● How to complete this task
In the listing below, lines with the string "async" are to be counted; the number is the entire reply.

----

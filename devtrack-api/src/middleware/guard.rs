/// Route guards
///
/// A guard names the `(Operation, ResourceKind)` a route needs and runs the
/// policy engine before the handler. Install it with `route_layer` so the
/// matched path parameters are available:
///
/// ```no_run
/// use axum::{middleware, routing::get, Router};
/// use devtrack_api::middleware::guard::{authorize, Guard};
/// use devtrack_shared::auth::policy::{Operation, PolicyEngine};
/// use devtrack_shared::models::task::ResourceKind;
/// use devtrack_shared::store::memory::MemoryStore;
/// use std::sync::Arc;
///
/// let policy = PolicyEngine::new(Arc::new(MemoryStore::new()));
/// let app: Router = Router::new()
///     .route("/projects/:id", get(|| async { "project" }))
///     .route_layer(middleware::from_fn_with_state(
///         Guard::new(policy, Operation::View, ResourceKind::Project),
///         authorize,
///     ));
/// ```
///
/// The resource id is the route's `:id` path parameter. Routes without one
/// (such as `/developers`) evaluate with no id; a non-numeric id is a 400.

use axum::{
    extract::{Path, Request, State},
    middleware::Next,
    response::{IntoResponse, Response},
};
use devtrack_shared::{
    auth::{
        context::SecurityContext,
        policy::{Operation, PolicyEngine},
    },
    models::task::ResourceKind,
};

use std::collections::HashMap;

use crate::error::ApiError;

/// Guard state: the policy engine plus what the route requires
#[derive(Clone)]
pub struct Guard {
    policy: PolicyEngine,
    operation: Operation,
    kind: ResourceKind,
}

impl Guard {
    pub fn new(policy: PolicyEngine, operation: Operation, kind: ResourceKind) -> Self {
        Self {
            policy,
            operation,
            kind,
        }
    }
}

/// Guard middleware; answers 401/403 itself, otherwise runs the handler
pub async fn authorize(
    State(guard): State<Guard>,
    ctx: SecurityContext,
    params: Option<Path<HashMap<String, String>>>,
    req: Request,
    next: Next,
) -> Response {
    let raw_id = params.as_ref().and_then(|Path(params)| params.get("id"));
    let resource_id = match raw_id.map(|raw| raw.parse::<i64>()) {
        None => None,
        Some(Ok(id)) => Some(id),
        Some(Err(_)) => {
            return ApiError::BadRequest("Resource id must be an integer".to_string()).into_response()
        }
    };

    match guard
        .policy
        .check(&ctx, guard.operation, guard.kind, resource_id)
        .await
    {
        Ok(()) => next.run(req).await,
        Err(e) => e.into_response(),
    }
}
//! Static registry of selectable hardware projects and firmware versions.
//!
//! The catalog is read-only at runtime. It ships with a built-in set of
//! showcase projects and can be replaced by an external JSON file so the
//! project list can change without redeploying the engine.

use std::fmt;
use std::fs;
use std::path::Path;

use chrono::NaiveDate;
use once_cell::sync::Lazy;
use serde::{Deserialize, Serialize};
use tracing::debug;

#[derive(Debug, Clone, Serialize, Deserialize)]
pub struct FirmwareVersion {
    pub id: String,
    pub display_name: String,
    pub release_date: NaiveDate,
    pub description: String,
    /// Direct download URL for the firmware image. Versions without one
    /// require the user to supply a URL by hand.
    #[serde(default, skip_serializing_if = "Option::is_none")]
    pub firmware_url: Option<String>,
}

#[derive(Debug, Clone, Serialize, Deserialize)]
pub struct Project {
    pub id: String,
    pub display_name: String,
    pub chip_family: String,
    pub versions: Vec<FirmwareVersion>,
}

impl fmt::Display for Project {
    fn fmt(&self, f: &mut fmt::Formatter<'_>) -> fmt::Result {
        write!(f, "{} ({})", self.display_name, self.chip_family)
    }
}

#[derive(Debug, Clone, Serialize, Deserialize)]
pub struct Catalog {
    pub projects: Vec<Project>,
}

impl Catalog {
    /// Load a catalog from a JSON file.
    pub fn load_from_file(path: &Path) -> Result<Self, String> {
        let raw = fs::read_to_string(path)
            .map_err(|e| format!("Failed to read catalog file {}: {}", path.display(), e))?;

        let catalog: Catalog = serde_json::from_str(&raw)
            .map_err(|e| format!("Failed to parse catalog file {}: {}", path.display(), e))?;

        debug!(
            "Loaded catalog with {} projects from {}",
            catalog.projects.len(),
            path.display()
        );
        Ok(catalog)
    }

    /// The built-in showcase catalog.
    pub fn builtin() -> &'static Catalog {
        &BUILTIN_CATALOG
    }

    pub fn project(&self, id: &str) -> Option<&Project> {
        self.projects.iter().find(|p| p.id == id)
    }

    pub fn version(&self, project_id: &str, version_id: &str) -> Option<&FirmwareVersion> {
        self.project(project_id)?
            .versions
            .iter()
            .find(|v| v.id == version_id)
    }
}

fn version(
    id: &str,
    display_name: &str,
    release_date: &str,
    description: &str,
    firmware_url: Option<&str>,
) -> FirmwareVersion {
    FirmwareVersion {
        id: id.to_string(),
        display_name: display_name.to_string(),
        release_date: release_date
            .parse()
            .expect("built-in release date must be YYYY-MM-DD"),
        description: description.to_string(),
        firmware_url: firmware_url.map(str::to_string),
    }
}

fn project(id: &str, display_name: &str, chip_family: &str, versions: Vec<FirmwareVersion>) -> Project {
    Project {
        id: id.to_string(),
        display_name: display_name.to_string(),
        chip_family: chip_family.to_string(),
        versions,
    }
}

static BUILTIN_CATALOG: Lazy<Catalog> = Lazy::new(|| Catalog {
    projects: vec![
        project(
            "esp32",
            "ESP32 Generic",
            "ESP32",
            vec![
                version("v2.0.14", "v2.0.14 (Stable)", "2023-11-20", "Latest stable release", None),
                version("v2.0.13", "v2.0.13 (Stable)", "2023-10-15", "Previous stable release", None),
                version("v3.0.0-beta", "v3.0.0-beta", "2024-01-10", "Beta release with new features", None),
            ],
        ),
        project(
            "esp8266",
            "ESP8266 Generic",
            "ESP8266",
            vec![
                version("v3.1.2", "v3.1.2 (Stable)", "2023-12-01", "Latest stable release", None),
                version("v3.1.1", "v3.1.1 (Stable)", "2023-10-20", "Previous stable release", None),
            ],
        ),
        project(
            "m5cardputer",
            "M5Stack Cardputer",
            "ESP32-S3",
            vec![
                version(
                    "6f63e83",
                    "UserDemo (6f63e83)",
                    "2024-01-15",
                    "Official M5Stack user demo",
                    Some("https://github.com/vs4vijay/iot-playground/releases/download/6f63e83/UserDemo-6f63e83.M5Cardputer.bin"),
                ),
                version("m5cardremote", "M5Card Remote", "2024-01-10", "IR remote control app", None),
                version("gameboy", "GameBoy Emulator", "2024-01-05", "Full GameBoy emulator", None),
            ],
        ),
        project(
            "m5stickc",
            "M5StickC Plus2",
            "ESP32-S3",
            vec![
                version("userdemo", "UserDemo", "2024-01-12", "Official M5StickC user demo", None),
                version("onebutton", "OneButton Demo", "2024-01-08", "Button interaction demo", None),
                version("evilclock", "Evil Clock", "2024-01-03", "WiFi security tool", None),
            ],
        ),
        project(
            "rpi-pico",
            "Raspberry Pi Pico",
            "RP2040",
            vec![
                version(
                    "latest",
                    "MicroPython Latest",
                    "2024-01-20",
                    "Latest MicroPython firmware",
                    Some("https://micropython.org/download/rp2-pico/rp2-pico-latest.uf2"),
                ),
                version("v1.22.0", "MicroPython v1.22.0", "2023-12-15", "Stable MicroPython release", None),
            ],
        ),
    ],
});
//! Device I/O boundary.
//!
//! The engine never touches the serial connection itself; it only sees a
//! boolean connected flag. A [`DeviceLink`] implementation performs the
//! actual handshake and drives `SelectionEngine::set_connected`.

use tracing::{debug, info};

use crate::models::DeviceInfo;

/// Contract for the collaborator that owns the physical connection.
pub trait DeviceLink {
    /// Opens the connection and reports device metadata.
    fn request_connection(&mut self) -> Result<DeviceInfo, String>;

    /// Closes the connection. Safe to call when not connected.
    fn close(&mut self);
}

/// Placeholder device link for the showcase. It opens nothing and echoes
/// the selected project's chip family back as the detected chip type.
///
/// A production link would speak the bootloader protocol (esptool-style
/// for ESP32/ESP8266, picoboot for RP2040) and read the real chip id,
/// MAC address and flash size.
#[derive(Debug, Default)]
pub struct StubSerialLink {
    chip_hint: Option<String>,
    open: bool,
}

impl StubSerialLink {
    pub fn new(chip_hint: Option<String>) -> Self {
        Self {
            chip_hint,
            open: false,
        }
    }

    pub fn is_open(&self) -> bool {
        self.open
    }
}

impl DeviceLink for StubSerialLink {
    fn request_connection(&mut self) -> Result<DeviceInfo, String> {
        self.open = true;
        info!("Device connected successfully (stub link)");
        Ok(DeviceInfo {
            chip_type: self
                .chip_hint
                .clone()
                .unwrap_or_else(|| "Unknown".to_string()),
            mac_address: "N/A (detection not implemented)".to_string(),
            flash_size: "N/A (detection not implemented)".to_string(),
        })
    }

    fn close(&mut self) {
        if self.open {
            debug!("Device disconnected");
        }
        self.open = false;
    }
}
use std::io::{self, BufRead, Write};
use std::path::PathBuf;

use anyhow::{Context, Result, bail};
use clap::Parser;
use tracing::info;
use tracing_subscriber::{self, fmt::format::FmtSpan};

use iot_flasher::catalog::Catalog;
use iot_flasher::device::{DeviceLink, StubSerialLink};
use iot_flasher::engine::{SelectionEngine, SelectionSeed};
use iot_flasher::flasher::FlashEvent;

/// CLI front end for the IoT Playground firmware flasher core
#[derive(Parser, Debug)]
#[clap(author, about, long_about = None)]
struct Args {
    /// Path to a JSON project catalog (defaults to the built-in showcase catalog)
    #[clap(short, long)]
    catalog: Option<PathBuf>,

    /// List available projects and firmware versions, then exit
    #[clap(short, long)]
    list: bool,

    /// Project id to pre-select
    #[clap(short, long)]
    project: Option<String>,

    /// Firmware version id to pre-select (requires --project)
    #[clap(long)]
    version: Option<String>,

    /// Firmware URL to validate and use instead of a version's default
    #[clap(short, long)]
    firmware: Option<String>,

    /// Connect the stub device link and run the simulated flash sequence
    #[clap(long)]
    flash: bool,

    /// Skip the flash confirmation prompt
    #[clap(short, long)]
    yes: bool,
}

#[tokio::main]
async fn main() -> Result<()> {
    let args = Args::parse();

    // Set up tracing
    tracing_subscriber::fmt()
        .with_env_filter("info")
        .with_span_events(FmtSpan::CLOSE)
        .init();

    let catalog = match &args.catalog {
        Some(path) => Catalog::load_from_file(path).map_err(anyhow::Error::msg)?,
        None => Catalog::builtin().clone(),
    };

    if args.list {
        print_catalog(&catalog);
        return Ok(());
    }

    let mut engine = SelectionEngine::new(catalog);

    engine.apply_seed(&SelectionSeed {
        project: args.project.clone(),
        version: args.version.clone(),
        firmware: None,
    });
    if args.project.is_some() && engine.state().selected_project.is_none() {
        bail!("unknown project id: {}", args.project.as_deref().unwrap_or_default());
    }
    if args.version.is_some() && engine.state().selected_version.is_none() {
        bail!("unknown version id: {}", args.version.as_deref().unwrap_or_default());
    }

    // An explicit firmware URL takes the same validation path as any
    // pasted input, it just reports the verdict on the command line.
    if let Some(url) = &args.firmware {
        match engine.set_candidate_url(url) {
            Some(check) if check.is_ok() => {
                if check.insecure_transport {
                    println!("Warning: unencrypted HTTP connection, HTTPS is recommended");
                }
            }
            Some(check) => bail!("{}: {}", check.verdict, url),
            None => {}
        }
    }

    let Some(candidate) = engine.state().candidate_url.clone() else {
        println!("No firmware selected.");
        println!("Pick a version that ships a firmware URL or pass one with --firmware.");
        println!("Use --list to see the catalog.");
        return Ok(());
    };
    println!("Firmware URL validated: {}", candidate);

    if !args.flash {
        return Ok(());
    }

    let chip_hint = engine
        .state()
        .selected_project
        .as_deref()
        .and_then(|id| engine.catalog().project(id))
        .map(|p| p.chip_family.clone());

    if !args.yes && !confirm_flash(chip_hint.as_deref(), &candidate)? {
        println!("Flashing cancelled by user");
        return Ok(());
    }

    let mut link = StubSerialLink::new(chip_hint);
    let device = link
        .request_connection()
        .map_err(anyhow::Error::msg)
        .context("failed to connect to device")?;
    engine.set_connected(true);

    println!("Device connected:");
    println!("  Chip type:   {}", device.chip_type);
    println!("  MAC address: {}", device.mac_address);
    println!("  Flash size:  {}", device.flash_size);

    let mut handle = engine.start_flash()?;
    info!("Flash sequence started, press Ctrl-C to cancel");

    let mut cancel_requested = false;
    loop {
        tokio::select! {
            event = handle.next_event() => {
                let Some(event) = event else { break };
                engine.apply_flash_event(&event);
                match &event {
                    FlashEvent::Progress { percent, label, speed_kb_s, seconds_remaining, .. } => {
                        println!(
                            "  [{:>3}%] {} ({} KB/s, {}s remaining)",
                            percent, label, speed_kb_s, seconds_remaining
                        );
                    }
                    FlashEvent::Completed => {
                        println!("Firmware flashed successfully! Device will reboot.");
                    }
                    FlashEvent::Cancelled => println!("Flashing cancelled"),
                    FlashEvent::Failed(error) => println!("Flashing failed: {}", error),
                }
                if event.is_terminal() {
                    break;
                }
            }
            result = tokio::signal::ctrl_c(), if !cancel_requested => {
                result.context("failed to listen for Ctrl-C")?;
                cancel_requested = true;
                handle.cancel();
                println!("Cancel requested, stopping at the next stage boundary...");
            }
        }
    }

    link.close();
    engine.set_connected(false);

    Ok(())
}

fn print_catalog(catalog: &Catalog) {
    for project in &catalog.projects {
        println!("{} [{}]", project, project.id);
        for version in &project.versions {
            println!(
                "    {:<14} {}  {}",
                version.id, version.release_date, version.description
            );
            if let Some(url) = &version.firmware_url {
                println!("    {:<14} firmware: {}", "", url);
            }
        }
    }
}

fn confirm_flash(chip_hint: Option<&str>, firmware_url: &str) -> Result<bool> {
    let file_name = firmware_url.rsplit('/').next().unwrap_or(firmware_url);
    let source = firmware_url
        .split_once("://")
        .map(|(_, rest)| rest.split(['/', '?']).next().unwrap_or(rest))
        .unwrap_or(firmware_url);

    println!("FIRMWARE FLASH CONFIRMATION");
    println!();
    println!("This will ERASE ALL DATA on your device and install new firmware.");
    println!();
    println!("  Device:   {}", chip_hint.unwrap_or("Unknown"));
    println!("  Firmware: {}", file_name);
    println!("  Source:   {}", source);
    println!();
    println!("Only flash firmware from trusted sources; incorrect firmware can");
    println!("brick your device. Keep it connected during the entire process.");
    print!("Continue? [y/N] ");
    io::stdout().flush().context("failed to flush stdout")?;

    let mut answer = String::new();
    io::stdin()
        .lock()
        .read_line(&mut answer)
        .context("failed to read confirmation")?;

    Ok(matches!(answer.trim(), "y" | "Y" | "yes"))
}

----

● Response area
3